Though I've loved White Collar for a while now, this is my first foray into the fanfic for this fandom, so forgive any trespasses on characterization or plot.

Takes place sometime before the chaos of season 3.

This piece was written as a prompt fill for imbecamiel over on Live Journal, for kriadydragon's "Collar Corner" community. It's an excellent place of wonderful fic, I highly recommend it.

To imbecamiel: I apologize for the horrendous lateness of this fill! I hope that you can still enjoy it!

The original prompt was: "Neal and Jones undercover together. I'd just love to see some good interaction between the two of them - working together, protecting each other, and getting to understand and know each other a little better as they work together in a dangerous situation."

Please enjoy and don't forget to review!


"I don't like this at all," Peter muttered, looking at all the plans and schematics laid out on the large conference table.

"What's not to like, Peter?" Neal grinned, tossing his rubber band ball up and catching it expertly with one hand, "Jones poses as the buyer, I tag along as the helpful assistant, we do our thing and Ramirez is behind bars well before Christmas."

"Caffrey's right boss. We can handle him."

Peter narrowed his eyes at them, scratching absently at the cast on his left arm, the only thing that was keeping him as a supervisor and not a participant in this sting.

Jones was an excellent agent, capable of handling himself. But as far as undercover sting operations went, he was still relatively wet behind the ears. He'd overseen many of Peter's and Neal's undercover operations but keeping watch in the van and actually being in the situation were completely different things.

Later, when he was alone in his office, he realized that Neal would, in essence, be playing the role of senior agent.

He could only hope that the two men would take care of each other like he and Neal always did.


"Please, take a seat."

Jones, warm smile in place, obliged, settling himself at the edge of the comfortable and plush sofa.

Neal had received no such offer and he remained standing behind Jones, taking surreptitious glances around.

The building complex was larger than they'd expected, surrounded by various derelict warehouses and located in a bad area of New York.

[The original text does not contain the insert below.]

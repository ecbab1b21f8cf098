pub mod controller;
pub mod router;
pub mod service;

pub use router::init_results_router;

While Ramirez had attempted to add a sense of décor to the place, he could do nothing for the dim lighting or the ancient brick walls that gave the place a medieval and dank feel.

A glance of the eyes revealed a set of doors on the far side of the room. Both were open and led to darkness. Neal guessed that they led somewhere underground, as he recalled the old blueprints he'd seen of the place.

"I'm sure you understand why I had to take the precautions that I did. A businessman of your stature must know the value of privacy."

"Of course. In our business, privacy is everything."

Neal kept still, playing the dutiful role of assistant. Jones was performing spectacularly, and the ex-conman found his respect for the agent growing. He'd had few chances to see Jones in action, and despite all of Peter's worries, the dark-skinned agent was keeping up the pretense incredibly well.

"I also appreciate the manners of your assistant. You've trained him well."

Neal gave a small bow of respect, not moving otherwise.

"He understands what's at stake," Jones stated simply, "Now, if we could get to the matter of the art."

Ramirez laughed, "Patience, Mr. Johnson. All good things take time. Why don't you relax and have a drink?"

Jones chuckled, reaching for the glass that had been offered to him and which he'd set on the table.

But Neal noticed it. It was almost insignificant, but it was there. The tightness around Ramirez's smile, the odd glint in his eyes.

The man was suspicious, suspicious enough to try something.

Neal spared a glance at the other men in the room. The pair of bodyguards behind Ramirez made it no secret that they were armed. The tell-tale bulge of a hidden gun was present in both their dark jackets.

Jones was raising the scotch glass to his mouth. He knew the agent didn't intend to take a drink, but even pretending would require him to touch his lips to the glass.

In one of the statement files they had on Ramirez, the man had allegedly boasted about the potent poison an indigenous tribe in his country possessed. And even if the inside of the glass wasn't poisoned, Ramirez was clearly mistrustful. It would be better for things to end now, before anyone got hurt.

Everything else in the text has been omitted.